Mauritania 2 – vacuum cleaning


We need to skip today’s B2 beach party, as we can’t approach the site through the sand, so heading towards Nouakchott, the capital of Mauritania. The route is tough, we can hardly see of the dust and sand. If we close the windows, we boil alive. If we open them, in a minute everything gets full of sand. The situation is even worse back at the beds, the blankets on the ground level get covered in 1 cm thick sand in 1 minute. The wind blows the sand across the road, a good metal video could be shot in here easily. We see the world’s longest train which carries iron to Nouabhibou. It has 300 carriages and makes an extraordinary noise. There 2 passenger carriages attached to it, no buffet carriage.

We stop to have lunch, and 10 single mums approach us with their kids to beg. They are not shy, they sit down on the stairs of the bus to feed their babies.
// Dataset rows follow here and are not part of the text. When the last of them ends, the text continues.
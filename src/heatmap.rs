// SPDX-License-Identifier: MPL-2.0

use std::collections::BTreeMap;

use anyhow::{bail, Result};
use chrono::{DateTime, Datelike, Days, NaiveDate, TimeZone, Utc};
use itertools::Itertools;

const MONTH_LABELS: [&str; 12] = [
    "Jan", "Feb", "Mar", "Apr", "May", "Jun", "Jul", "Aug", "Sep", "Oct", "Nov", "Dec",
];

/// An inclusive range of calendar days shown by a heatmap.
#[derive(Debug, Clone, Copy, PartialEq, Eq)]
pub struct Window {
    start: NaiveDate,
    end: NaiveDate,
}

#[derive(Debug, Clone, Copy, PartialEq, Eq)]
pub enum Half {
    First,
    Second,
}

impl Window {
    pub fn new(start: NaiveDate, end: NaiveDate) -> Result<Self> {
        if start > end {
            bail!("window start {start} is after window end {end}");
        }
        Ok(Self { start, end })
    }

    /// The `days` days ending with (and including) `today`.
    pub fn trailing(today: NaiveDate, days: u32) -> Result<Self> {
        if days == 0 {
            bail!("a heatmap window must cover at least one day");
        }
        let Some(start) = today.checked_sub_days(Days::new(u64::from(days) - 1)) else {
            bail!("window of {days} days before {today} is out of range");
        };
        Self::new(start, today)
    }

    /// January to June, or July to December, of the given year.
    pub fn half_year(year: i32, half: Half) -> Result<Self> {
        let (start, end) = match half {
            Half::First => ((1, 1), (6, 30)),
            Half::Second => ((7, 1), (12, 31)),
        };
        match (
            NaiveDate::from_ymd_opt(year, start.0, start.1),
            NaiveDate::from_ymd_opt(year, end.0, end.1),
        ) {
            (Some(start), Some(end)) => Self::new(start, end),
            _ => bail!("year {year} is out of range"),
        }
    }

    pub fn start(&self) -> NaiveDate {
        self.start
    }

    pub fn end(&self) -> NaiveDate {
        self.end
    }

    pub fn contains(&self, day: NaiveDate) -> bool {
        self.start <= day && day <= self.end
    }

    /// The Sunday at or before the window start.
    pub fn grid_start(&self) -> NaiveDate {
        let offset = self.start.weekday().num_days_from_sunday();
        self.start - Days::new(offset.into())
    }

    /// The Saturday at or after the window end.
    pub fn grid_end(&self) -> NaiveDate {
        let offset = 6 - self.end.weekday().num_days_from_sunday();
        self.end + Days::new(offset.into())
    }
}

/// Buckets a relative value into one of five intensity levels.
pub fn level(value: f64, max: f64) -> u8 {
    if value > 0.0 && max > 0.0 {
        let ratio = value / max;
        if ratio >= 0.75 {
            4
        } else if ratio >= 0.5 {
            3
        } else if ratio >= 0.25 {
            2
        } else {
            1
        }
    } else {
        0
    }
}

#[derive(Debug, Clone, Copy, PartialEq)]
pub struct Day {
    pub date: NaiveDate,
    pub value: f64,
    pub level: u8,
    /// false for the padding days that only exist to fill out the first and
    /// last weeks of the grid
    pub in_window: bool,
}

/// A run of consecutive grid columns whose weeks start in the same month.
#[derive(Debug, Clone, Copy, PartialEq, Eq)]
pub struct MonthSegment {
    /// zero-based month (0 = January)
    pub month0: u32,
    pub columns: usize,
}

impl MonthSegment {
    /// Single-column runs are left unlabelled so neighbouring labels don't
    /// collide.
    pub fn label(&self) -> Option<&'static str> {
        (self.columns >= 2).then(|| MONTH_LABELS[self.month0 as usize])
    }
}

/// Day totals for a window, laid out as a Sunday-first week grid.
///
/// Nothing here is cached besides the per-day totals and their maximum, so
/// `weeks` and `month_segments` can be called any number of times.  Build a
/// new heatmap when the events or the window change.
#[derive(Debug, Clone)]
pub struct Heatmap {
    window: Window,
    totals: BTreeMap<NaiveDate, f64>,
    max: f64,
}

impl Heatmap {
    /// Sums `(timestamp, value)` events into days local to `tz`.  Events that
    /// fall outside of the window are dropped.
    pub fn new<Tz>(
        window: Window,
        events: impl IntoIterator<Item = (DateTime<Utc>, f64)>,
        tz: &Tz,
    ) -> Self
    where
        Tz: TimeZone,
    {
        let mut totals = BTreeMap::new();
        for (timestamp, value) in events {
            let day = timestamp.with_timezone(tz).date_naive();
            if window.contains(day) {
                *totals.entry(day).or_insert(0.0) += value;
            }
        }
        let max = totals.values().copied().fold(0.0, f64::max);

        Self {
            window,
            totals,
            max,
        }
    }

    pub fn window(&self) -> Window {
        self.window
    }

    pub fn max(&self) -> f64 {
        self.max
    }

    pub fn value(&self, day: NaiveDate) -> f64 {
        self.totals.get(&day).copied().unwrap_or(0.0)
    }

    pub fn day(&self, date: NaiveDate) -> Day {
        let value = self.value(date);
        Day {
            date,
            value,
            level: level(value, self.max),
            in_window: self.window.contains(date),
        }
    }

    pub fn week_count(&self) -> usize {
        let days = (self.window.grid_end() - self.window.grid_start()).num_days() + 1;
        (days / 7) as usize
    }

    /// Grid columns, oldest first.
    pub fn weeks(&self) -> impl Iterator<Item = [Day; 7]> + '_ {
        let grid_start = self.window.grid_start();
        (0..self.week_count()).map(move |week| {
            let sunday = grid_start + Days::new(week as u64 * 7);
            std::array::from_fn(|weekday| self.day(sunday + Days::new(weekday as u64)))
        })
    }

    pub fn month_segments(&self) -> Vec<MonthSegment> {
        let grid_start = self.window.grid_start();
        (0..self.week_count())
            .map(|week| (grid_start + Days::new(week as u64 * 7)).month0())
            .dedup_with_count()
            .map(|(columns, month0)| MonthSegment { month0, columns })
            .collect()
    }
}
We’re in trouble. If we give them presents, we’ll strengthen bad habits and fuck up all the cars behind us. If not, we’ll have a bad conscience. It’s tough.

By the afternoon we reach Nouakchott, the coty of winds. We meet the Norwegians, who pulled the English in their Polski Fiat all day today. Of course we stop for shopping for one and a half hours and we wait till it gets dark. In Nouakchott there’s no public lights, and Tuti wants to practice driving on curvy narrow streets in the night, because he heard that night bus drivers get a nice compensation at BKV. Not only streetlights, but there’s no current at all between 6pm and 8am. We pass the dark, lonely streets. All the houses look the same, and the whole town looks as it was made by Sim City and forgot to add current to it. We have no idea where the locals are. They either sit at home in the dark, or went somewhere else. We found out that Nouakchott was really planned by Sim City. When Mauritania became independent, they figured that there’s not a single town in the whole country, so they quickly built one in the widest spot of the country. They did it in order to hide the poverty under the crossing dust and sand.

Abduliya takes us to the hotel. He literally navigated us to the garden of the hotel, and it took Tuti 1.5 hours to navigate our bus out of it. Aravind bribed us free parking plus free accommodation for the English and Norwegians. He’s really pissed off, as he was pushed by others at the reception to who WE showed the way to the hotel. Dinner in the evening, then the beach.